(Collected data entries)
^^^^^^^^

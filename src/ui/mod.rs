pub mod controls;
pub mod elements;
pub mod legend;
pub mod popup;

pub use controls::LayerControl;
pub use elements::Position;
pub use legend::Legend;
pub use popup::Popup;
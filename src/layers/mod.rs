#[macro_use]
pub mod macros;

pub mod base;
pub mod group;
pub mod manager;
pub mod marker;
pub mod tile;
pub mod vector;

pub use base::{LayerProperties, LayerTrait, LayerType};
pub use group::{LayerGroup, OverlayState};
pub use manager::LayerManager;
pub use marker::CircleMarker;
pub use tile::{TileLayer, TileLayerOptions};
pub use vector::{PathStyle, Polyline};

^^^^^^^^

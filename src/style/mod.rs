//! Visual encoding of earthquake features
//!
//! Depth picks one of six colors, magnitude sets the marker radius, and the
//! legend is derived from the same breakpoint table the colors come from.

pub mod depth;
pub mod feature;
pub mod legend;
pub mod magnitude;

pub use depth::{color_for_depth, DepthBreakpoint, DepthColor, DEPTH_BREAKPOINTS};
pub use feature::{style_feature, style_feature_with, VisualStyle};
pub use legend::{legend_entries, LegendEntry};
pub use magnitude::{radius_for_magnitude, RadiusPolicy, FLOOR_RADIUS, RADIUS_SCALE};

^^^^^^^^

[Work order]:
Find the word "tile" in the entries. Copy each line that holds it.

[Result below]:
pub mod tile;
pub use tile::{TileLayer, TileLayerOptions};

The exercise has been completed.